(Dataset entries Opens)
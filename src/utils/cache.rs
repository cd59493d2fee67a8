//! In-Memory TTL Cache Module
//!
//! Thread-safe key/value store with per-entry expiry, backed by DashMap so
//! concurrent handlers never contend on a global lock. Used for OTP codes
//! and login sessions.
//!
//! Features:
//! - TTL-based expiration, checked on read and swept periodically
//! - Key normalization (trimmed, lowercase)
//! - Hit/miss counters for monitoring

use dashmap::DashMap;
use std::sync::atomic::{AtomicU64, Ordering};
use std::sync::Arc;
use std::time::{Duration, Instant};
use tracing::debug;

/// Cache entry with its own deadline
#[derive(Clone, Debug)]
pub struct CacheEntry<V> {
    pub value: V,
    pub created_at: Instant,
    pub ttl: Duration,
}

impl<V> CacheEntry<V> {
    pub fn is_expired(&self) -> bool {
        self.created_at.elapsed() > self.ttl
    }

    /// Seconds left before expiry
    pub fn remaining_ttl(&self) -> u64 {
        self.ttl.saturating_sub(self.created_at.elapsed()).as_secs()
    }
}

#[derive(Clone)]
pub struct TtlCache<V> {
    /// Internal storage: normalized key -> entry
    store: Arc<DashMap<String, CacheEntry<V>>>,
    ttl: Duration,
    /// Counters for statistics
    hits: Arc<AtomicU64>,
    misses: Arc<AtomicU64>,
    /// Label used in log lines
    name: &'static str,
}

impl<V: Clone> TtlCache<V> {
    pub fn new(name: &'static str, ttl: Duration) -> Self {
        Self {
            store: Arc::new(DashMap::new()),
            ttl,
            hits: Arc::new(AtomicU64::new(0)),
            misses: Arc::new(AtomicU64::new(0)),
            name,
        }
    }

    #[inline]
    fn normalize_key(key: &str) -> String {
        key.trim().to_lowercase()
    }

    /// Returns the value when present and not expired. Expired entries are
    /// removed on the way out.
    pub fn get(&self, key: &str) -> Option<V> {
        let key = Self::normalize_key(key);

        if let Some(entry) = self.store.get(&key) {
            if entry.is_expired() {
                drop(entry); // release read lock before removing
                self.store.remove(&key);
                self.misses.fetch_add(1, Ordering::Relaxed);
                debug!("📭 {} MISS (expired)", self.name);
                None
            } else {
                self.hits.fetch_add(1, Ordering::Relaxed);
                debug!("✅ {} HIT (TTL: {}s remaining)", self.name, entry.remaining_ttl());
                Some(entry.value.clone())
            }
        } else {
            self.misses.fetch_add(1, Ordering::Relaxed);
            debug!("📭 {} MISS", self.name);
            None
        }
    }

    /// Insert or replace with the cache's default TTL
    pub fn set(&self, key: &str, value: V) {
        let key = Self::normalize_key(key);
        self.store.insert(
            key,
            CacheEntry {
                value,
                created_at: Instant::now(),
                ttl: self.ttl,
            },
        );
    }

    /// Mutate a live entry in place without touching its deadline. Returns
    /// the closure's result, or `None` when the key is missing or expired.
    pub fn update<R>(&self, key: &str, f: impl FnOnce(&mut V) -> R) -> Option<R> {
        let key = Self::normalize_key(key);
        let mut entry = self.store.get_mut(&key)?;
        if entry.is_expired() {
            drop(entry);
            self.store.remove(&key);
            return None;
        }
        Some(f(&mut entry.value))
    }

    /// Remove and return a live entry
    pub fn take(&self, key: &str) -> Option<V> {
        let key = Self::normalize_key(key);
        self.store
            .remove(&key)
            .filter(|(_, entry)| !entry.is_expired())
            .map(|(_, entry)| entry.value)
    }

    pub fn invalidate(&self, key: &str) -> bool {
        self.store.remove(&Self::normalize_key(key)).is_some()
    }

    /// Drop every expired entry, returning how many were removed
    pub fn cleanup_expired(&self) -> usize {
        let before = self.store.len();
        self.store.retain(|_, entry| !entry.is_expired());
        before - self.store.len()
    }

    pub fn stats(&self) -> CacheStats {
        let hits = self.hits.load(Ordering::Relaxed);
        let misses = self.misses.load(Ordering::Relaxed);
        let total = hits + misses;
        let hit_rate = if total > 0 {
            (hits as f64 / total as f64) * 100.0
        } else {
            0.0
        };

        CacheStats {
            entries: self.store.len(),
            hits,
            misses,
            hit_rate,
            ttl_secs: self.ttl.as_secs(),
        }
    }
}

/// Cache statistics for monitoring
#[derive(Debug, Clone)]
pub struct CacheStats {
    pub entries: usize,
    pub hits: u64,
    pub misses: u64,
    pub hit_rate: f64,
    pub ttl_secs: u64,
}

#[cfg(test)]
mod tests {
    use super::*;

    #[test]
    fn test_cache_set_get() {
        let cache = TtlCache::new("test", Duration::from_secs(60));
        cache.set("jane@rei.ug", 42u32);
        assert_eq!(cache.get("jane@rei.ug"), Some(42));
    }

    #[test]
    fn test_key_normalization() {
        let cache = TtlCache::new("test", Duration::from_secs(60));
        cache.set(" Jane@REI.ug ", 1u32);
        assert_eq!(cache.get("jane@rei.ug"), Some(1));
    }

    #[test]
    fn test_expired_entry_is_gone() {
        let cache = TtlCache::new("test", Duration::ZERO);
        cache.set("k", 1u32);
        std::thread::sleep(Duration::from_millis(5));
        assert_eq!(cache.get("k"), None);
        assert_eq!(cache.update("k", |v| *v += 1), None);
        assert_eq!(cache.stats().entries, 0);
    }

    #[test]
    fn test_update_and_take() {
        let cache = TtlCache::new("test", Duration::from_secs(60));
        cache.set("k", 1u32);
        assert_eq!(cache.update("k", |v| { *v += 1; *v }), Some(2));
        assert_eq!(cache.take("k"), Some(2));
        assert_eq!(cache.take("k"), None);
    }

    #[test]
    fn test_cleanup_and_stats() {
        let cache = TtlCache::new("test", Duration::ZERO);
        cache.set("a", 1u32);
        cache.set("b", 2u32);
        std::thread::sleep(Duration::from_millis(5));
        assert_eq!(cache.cleanup_expired(), 2);

        let live = TtlCache::new("test", Duration::from_secs(60));
        live.set("a", 1u32);
        live.get("a"); // HIT
        live.get("nope"); // MISS
        let stats = live.stats();
        assert_eq!(stats.entries, 1);
        assert_eq!(stats.hits, 1);
        assert_eq!(stats.misses, 1);
    }
}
(Dataset entries Closes)
What you have to do >>
The entries above must each be repeated exactly.

Answer to the problem >>
filename src/utils/cache.rs
repository cd59493d2fee67a8
//! In-Memory TTL Cache Module
//!
//! Thread-safe key/value store with per-entry expiry, backed by DashMap so
//! concurrent handlers never contend on a global lock. Used for OTP codes
//! and login sessions.
//!
//! Features:
//! - TTL-based expiration, checked on read and swept periodically
//! - Key normalization (trimmed, lowercase)
//! - Hit/miss counters for monitoring

use dashmap::DashMap;
use std::sync::atomic::{AtomicU64, Ordering};
use std::sync::Arc;
use std::time::{Duration, Instant};
use tracing::debug;

/// Cache entry with its own deadline
#[derive(Clone, Debug)]
pub struct CacheEntry<V> {
    pub value: V,
    pub created_at: Instant,
    pub ttl: Duration,
}

impl<V> CacheEntry<V> {
    pub fn is_expired(&self) -> bool {
        self.created_at.elapsed() > self.ttl
    }

    /// Seconds left before expiry
    pub fn remaining_ttl(&self) -> u64 {
        self.ttl.saturating_sub(self.created_at.elapsed()).as_secs()
    }
}

#[derive(Clone)]
pub struct TtlCache<V> {
    /// Internal storage: normalized key -> entry
    store: Arc<DashMap<String, CacheEntry<V>>>,
    ttl: Duration,
    /// Counters for statistics
    hits: Arc<AtomicU64>,
    misses: Arc<AtomicU64>,
    /// Label used in log lines
    name: &'static str,
}

impl<V: Clone> TtlCache<V> {
    pub fn new(name: &'static str, ttl: Duration) -> Self {
        Self {
            store: Arc::new(DashMap::new()),
            ttl,
            hits: Arc::new(AtomicU64::new(0)),
            misses: Arc::new(AtomicU64::new(0)),
            name,
        }
    }

    #[inline]
    fn normalize_key(key: &str) -> String {
        key.trim().to_lowercase()
    }

    /// Returns the value when present and not expired. Expired entries are
    /// removed on the way out.
    pub fn get(&self, key: &str) -> Option<V> {
        let key = Self::normalize_key(key);

        if let Some(entry) = self.store.get(&key) {
            if entry.is_expired() {
                drop(entry); // release read lock before removing
                self.store.remove(&key);
                self.misses.fetch_add(1, Ordering::Relaxed);
                debug!("📭 {} MISS (expired)", self.name);
                None
            } else {
                self.hits.fetch_add(1, Ordering::Relaxed);
                debug!("✅ {} HIT (TTL: {}s remaining)", self.name, entry.remaining_ttl());
                Some(entry.value.clone())
            }
        } else {
            self.misses.fetch_add(1, Ordering::Relaxed);
            debug!("📭 {} MISS", self.name);
            None
        }
    }

    /// Insert or replace with the cache's default TTL
    pub fn set(&self, key: &str, value: V) {
        let key = Self::normalize_key(key);
        self.store.insert(
            key,
            CacheEntry {
                value,
                created_at: Instant::now(),
                ttl: self.ttl,
            },
        );
    }

    /// Mutate a live entry in place without touching its deadline. Returns
    /// the closure's result, or `None` when the key is missing or expired.
    pub fn update<R>(&self, key: &str, f: impl FnOnce(&mut V) -> R) -> Option<R> {
        let key = Self::normalize_key(key);
        let mut entry = self.store.get_mut(&key)?;
        if entry.is_expired() {
            drop(entry);
            self.store.remove(&key);
            return None;
        }
        Some(f(&mut entry.value))
    }

    /// Remove and return a live entry
    pub fn take(&self, key: &str) -> Option<V> {
        let key = Self::normalize_key(key);
        self.store
            .remove(&key)
            .filter(|(_, entry)| !entry.is_expired())
            .map(|(_, entry)| entry.value)
    }

    pub fn invalidate(&self, key: &str) -> bool {
        self.store.remove(&Self::normalize_key(key)).is_some()
    }

    /// Drop every expired entry, returning how many were removed
    pub fn cleanup_expired(&self) -> usize {
        let before = self.store.len();
        self.store.retain(|_, entry| !entry.is_expired());
        before - self.store.len()
    }

    pub fn stats(&self) -> CacheStats {
        let hits = self.hits.load(Ordering::Relaxed);
        let misses = self.misses.load(Ordering::Relaxed);
        let total = hits + misses;
        let hit_rate = if total > 0 {
            (hits as f64 / total as f64) * 100.0
        } else {
            0.0
        };

        CacheStats {
            entries: self.store.len(),
            hits,
            misses,
            hit_rate,
            ttl_secs: self.ttl.as_secs(),
        }
    }
}

/// Cache statistics for monitoring
#[derive(Debug, Clone)]
pub struct CacheStats {
    pub entries: usize,
    pub hits: u64,
    pub misses: u64,
    pub hit_rate: f64,
    pub ttl_secs: u64,
}

#[cfg(test)]
mod tests {
    use super::*;

    #[test]
    fn test_cache_set_get() {
        let cache = TtlCache::new("test", Duration::from_secs(60));
        cache.set("jane@rei.ug", 42u32);
        assert_eq!(cache.get("jane@rei.ug"), Some(42));
    }

    #[test]
    fn test_key_normalization() {
        let cache = TtlCache::new("test", Duration::from_secs(60));
        cache.set(" Jane@REI.ug ", 1u32);
        assert_eq!(cache.get("jane@rei.ug"), Some(1));
    }

    #[test]
    fn test_expired_entry_is_gone() {
        let cache = TtlCache::new("test", Duration::ZERO);
        cache.set("k", 1u32);
        std::thread::sleep(Duration::from_millis(5));
        assert_eq!(cache.get("k"), None);
        assert_eq!(cache.update("k", |v| *v += 1), None);
        assert_eq!(cache.stats().entries, 0);
    }

    #[test]
    fn test_update_and_take() {
        let cache = TtlCache::new("test", Duration::from_secs(60));
        cache.set("k", 1u32);
        assert_eq!(cache.update("k", |v| { *v += 1; *v }), Some(2));
        assert_eq!(cache.take("k"), Some(2));
        assert_eq!(cache.take("k"), None);
    }

    #[test]
    fn test_cleanup_and_stats() {
        let cache = TtlCache::new("test", Duration::ZERO);
        cache.set("a", 1u32);
        cache.set("b", 2u32);
        std::thread::sleep(Duration::from_millis(5));
        assert_eq!(cache.cleanup_expired(), 2);

        let live = TtlCache::new("test", Duration::from_secs(60));
        live.set("a", 1u32);
        live.get("a"); // HIT
        live.get("nope"); // MISS
        let stats = live.stats();
        assert_eq!(stats.entries, 1);
        assert_eq!(stats.hits, 1);
        assert_eq!(stats.misses, 1);
    }
}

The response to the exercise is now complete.